ADP-ribosyltransferases and their substrates. The ADP-ribosyltransferases (ARTs) can be subdivided in two subclasses based on key amino acids present in their catalytic domain: either H–Y–E or a derivate thereof for the ARTDs (including mammalian PARPs and the two tankyrases (TNKSs)), or a motif based on R–S–E for the ARTCs (including mammalian ecto-ARTs). The PARP family is most divergent and different members modify different amino acids. Some PARPs generate poly(ADP-ribose), whereas others are limited to mono(ADP-ribosyl)ation. The ecto-ARTs are more restricted and modify arginine with ADP-ribose. Several bacterial toxins of the ARTC subfamily with an R-S-E motif were shown to modify DNA internally.
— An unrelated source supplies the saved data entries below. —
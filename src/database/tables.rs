use super::connection::{StorageLayout, StorageTier, VOLATILE_SCHEMA};
use crate::config::TableTiers;
use diesel::prelude::*;
use diesel::sql_query;
use diesel::sql_types::{BigInt, Text};
use log::{info, warn};

/// Every table the record store owns.
#[derive(Debug, Clone, Copy, PartialEq, Eq, Hash)]
pub enum Table {
    Repositories,
    Packages,
    Releases,
    Owners,
    Downloads,
}

impl Table {
    pub const ALL: [Table; 5] = [
        Table::Repositories,
        Table::Packages,
        Table::Releases,
        Table::Owners,
        Table::Downloads,
    ];

    pub fn name(&self) -> &'static str {
        match self {
            Table::Repositories => "repositories",
            Table::Packages => "packages",
            Table::Releases => "releases",
            Table::Owners => "owners",
            Table::Downloads => "package_downloads",
        }
    }

    pub fn tier_in(&self, tiers: &TableTiers) -> StorageTier {
        match self {
            Table::Repositories => tiers.repositories,
            Table::Packages => tiers.packages,
            Table::Releases => tiers.releases,
            Table::Owners => tiers.owners,
            Table::Downloads => tiers.downloads,
        }
    }

    fn columns(&self) -> &'static str {
        match self {
            Table::Repositories => {
                "id INTEGER PRIMARY KEY AUTOINCREMENT NOT NULL,
                 name TEXT NOT NULL,
                 created_at TIMESTAMP NOT NULL"
            }
            Table::Packages => {
                "id INTEGER PRIMARY KEY AUTOINCREMENT NOT NULL,
                 name TEXT NOT NULL,
                 repository_name TEXT NOT NULL,
                 meta TEXT NOT NULL DEFAULT '{}',
                 private BOOLEAN NOT NULL DEFAULT 0,
                 source TEXT NOT NULL,
                 downloads BIGINT NOT NULL DEFAULT 0,
                 created_at TIMESTAMP NOT NULL,
                 updated_at TIMESTAMP NOT NULL"
            }
            Table::Releases => {
                "id INTEGER PRIMARY KEY AUTOINCREMENT NOT NULL,
                 package_name TEXT NOT NULL,
                 version TEXT NOT NULL,
                 has_docs BOOLEAN NOT NULL DEFAULT 0,
                 meta TEXT NOT NULL DEFAULT '{}',
                 requirements TEXT NOT NULL DEFAULT '{}',
                 retirement_reason TEXT,
                 retirement_message TEXT,
                 downloads BIGINT NOT NULL DEFAULT 0,
                 created_at TIMESTAMP NOT NULL,
                 updated_at TIMESTAMP NOT NULL"
            }
            Table::Owners => {
                "id INTEGER PRIMARY KEY AUTOINCREMENT NOT NULL,
                 package_name TEXT NOT NULL,
                 username TEXT NOT NULL,
                 level TEXT NOT NULL,
                 created_at TIMESTAMP NOT NULL"
            }
            Table::Downloads => {
                "id INTEGER PRIMARY KEY AUTOINCREMENT NOT NULL,
                 package_name TEXT NOT NULL,
                 day DATE NOT NULL,
                 downloads BIGINT NOT NULL DEFAULT 0"
            }
        }
    }

    /// (index name, unique, indexed columns)
    fn indexes(&self) -> &'static [(&'static str, bool, &'static str)] {
        match self {
            Table::Repositories => &[("idx_repositories_name", true, "name")],
            Table::Packages => &[
                ("idx_packages_name", true, "name"),
                ("idx_packages_source", false, "source"),
                ("idx_packages_updated_at", false, "updated_at"),
                ("idx_packages_repository_name", false, "repository_name"),
            ],
            Table::Releases => &[
                ("idx_releases_package_version", true, "package_name, version"),
                ("idx_releases_updated_at", false, "updated_at"),
            ],
            Table::Owners => &[("idx_owners_package_name", false, "package_name")],
            Table::Downloads => &[("idx_package_downloads_day", true, "package_name, day")],
        }
    }
}

#[derive(QueryableByName)]
struct TableCount {
    #[diesel(sql_type = BigInt)]
    count: i64,
}

fn table_exists_in(conn: &mut SqliteConnection, schema: &str, table: &str) -> QueryResult<bool> {
    let row = sql_query(format!(
        "SELECT COUNT(*) AS count FROM {schema}.sqlite_master WHERE type = 'table' AND name = ?"
    ))
    .bind::<Text, _>(table)
    .get_result::<TableCount>(conn)?;
    Ok(row.count > 0)
}

/// Creates one table and its indices in the schema its tier maps to.
pub fn create_table(
    conn: &mut SqliteConnection,
    table: Table,
    tier: StorageTier,
    layout: &StorageLayout,
) -> QueryResult<()> {
    let schema = layout.schema_for(tier);

    // Unqualified names resolve main before attached databases
    if schema == VOLATILE_SCHEMA && table_exists_in(conn, "main", table.name())? {
        warn!(
            "Table {} still exists in the durable database and shadows its in-memory copy",
            table.name()
        );
    }

    sql_query(format!(
        "CREATE TABLE IF NOT EXISTS {schema}.{} ({})",
        table.name(),
        table.columns()
    ))
    .execute(conn)?;

    for (index, unique, columns) in table.indexes() {
        let unique = if *unique { "UNIQUE " } else { "" };
        sql_query(format!(
            "CREATE {unique}INDEX IF NOT EXISTS {schema}.{index} ON {} ({columns})",
            table.name()
        ))
        .execute(conn)?;
    }

    Ok(())
}

/// Creates every table at its effective tier, logging each placement once.
pub fn create_all_tables(
    conn: &mut SqliteConnection,
    requested: &TableTiers,
    layout: &StorageLayout,
) -> QueryResult<()> {
    for table in Table::ALL {
        let wanted = table.tier_in(requested);
        let effective = table.tier_in(&layout.tiers);

        if wanted != effective {
            warn!(
                "Table {}: requested {wanted} storage, downgraded to {effective}",
                table.name()
            );
        } else {
            info!("Table {}: {effective} storage", table.name());
        }

        create_table(conn, table, effective, layout)?;
    }
    Ok(())
}
//! Sentence-pair contradiction candidates.
//!
//! A pair of sentences is a candidate when exactly one of them carries a
//! negation marker and they share at least two content words (longer than
//! three characters). The score is `min(candidates / 2, 1)`.

use std::collections::BTreeSet;

use super::{normalize_word, score_text, TextScorer};
use crate::result::MetricResult;

const NEGATION_MARKERS: [&str; 3] = ["not", "never", "don't"];
const SENTENCE_TERMINATORS: [char; 3] = ['.', '!', '?'];
const MIN_SHARED_WORDS: usize = 2;
const SATURATION: f64 = 2.0;

#[derive(Debug)]
struct Sentence {
    negated: bool,
    content_words: BTreeSet<String>,
}

impl Sentence {
    fn analyze(raw: &str) -> Self {
        let words: Vec<String> = raw
            .split_whitespace()
            .map(normalize_word)
            .filter(|w| !w.is_empty())
            .collect();

        let negated = words.iter().any(|w| NEGATION_MARKERS.contains(&w.as_str()));
        let content_words = words
            .into_iter()
            .filter(|w| w.chars().count() > 3)
            .collect();

        Self {
            negated,
            content_words,
        }
    }

    fn contradicts(&self, other: &Sentence) -> bool {
        self.negated != other.negated
            && self.content_words.intersection(&other.content_words).count() >= MIN_SHARED_WORDS
    }
}

/// Split text into trimmed, non-empty sentences.
pub fn split_sentences(text: &str) -> Vec<&str> {
    text.split(SENTENCE_TERMINATORS)
        .map(str::trim)
        .filter(|s| !s.is_empty())
        .collect()
}

/// Index pairs `(i, j)`, `i < j`, of sentences flagged as contradiction
/// candidates.
pub fn candidate_pairs(text: &str) -> Vec<(usize, usize)> {
    let sentences: Vec<Sentence> = split_sentences(text)
        .into_iter()
        .map(Sentence::analyze)
        .collect();

    let mut pairs = Vec::new();
    for (i, first) in sentences.iter().enumerate() {
        for (j, second) in sentences.iter().enumerate().skip(i + 1) {
            if first.contradicts(second) {
                pairs.push((i, j));
            }
        }
    }
    pairs
}

/// Built-in contradiction scorer.
#[derive(Debug, Clone, Copy, Default)]
pub struct ContradictionScorer;

impl TextScorer for ContradictionScorer {
    fn name(&self) -> &'static str {
        "contradiction"
    }

    fn score(&self, text: &str) -> MetricResult<f64> {
        score_text(self.name(), text, |text| {
            let candidates = candidate_pairs(text).len() as f64;
            Ok((candidates / SATURATION).min(1.0))
        })
    }
}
ARTDs show a much broader spectrum of nucleic acid substrates but appear to be dependent on a phosphate for modification, with the exception of DarT, as summarized in more detail in Table 1. Examples of relevant enzymes and substrates are shown; for PARP10, PARP11 and PARP15 only catalytic domains have shown activity towards nucleic acids.

Figure 2.

Substrate specificities of proteins that reverse ADP-ribosylation. (A) ARH1 cleaves the N-glycosidic bond in modified arginine residues. (B) The O-glycosidic bond in PAR-chains is broken by PARG and ARH3 or (C) the O-glycosidic bond present in serine-ADPr is broken by ARH3, respectively. (D) PARG, MACROD1, MACROD2, TARG1 and ARH3 have all been demonstrated to remove ADPr from DNA and RNA by cleaving the phosphoester type O-glycosidic bond (E) ADP-ribosylation of acidic amino acids is resolved by MACROD1, MACROD2 and TARG1.

Figure 3.

Detection of ADP-ribosylated RNA by immunostaining. (A) Mono-phosphorylated ssRNA (44 nucleotides) was incubated with PARP10(818–1025) and MACROD1 as indicated, followed by proteinase K treatment and RNA extraction. Samples were analysed on an urea–PAGE stained with SYBR-gold. (B) ADP-ribosylated oligonucleotides were blotted and incubated with the indicated detection reagents, followed by secondary antibodies and chemiluminescence detection. Ten ng ssRNA was loaded per slot. Controls: auto-modified PARP10(818–1025) without nucleic acid; buffer alone. Detection reagents used: anti-PAR/MAR, Cell Signalling Technology (CST) E6F6A; murine Parp14 macro2/macro3 wildtype or mutant (GE) fused to an Fc-tag for detection (166). PARP10(818–1025) corresponds to the catalytic domain of the enzyme (7). Data were generated in our laboratory (L. Weixler).

Figure 4.

Potential in vivo functions of nucleic acid ADP-ribosylation. ADP-ribosyltransferases, hydrolases and their substrates are schematically displayed. Possible consequences of ADP-ribosylation are indicated with a question mark. The modification of double-stranded DNA by DarT leads to inhibition of replication, which is released by reversal of the modification by DarG. DNA modification in eukaryotes possibly play a role in the regulation of transcription, DNA damage repair and in the recruitment of PAR-binding proteins. Mono(ADP-ribosyl)ation by PARP3 can possibly be used as primer for PARP1/2 to generate poly(ADP-ribose). RNA modification may modify any RNA property, such as stability, translation, localization and interactome. This might not only apply to cellular RNAs, but also to foreign nucleic acids, such as viral RNA. These are the key questions that need to be addressed by future studies.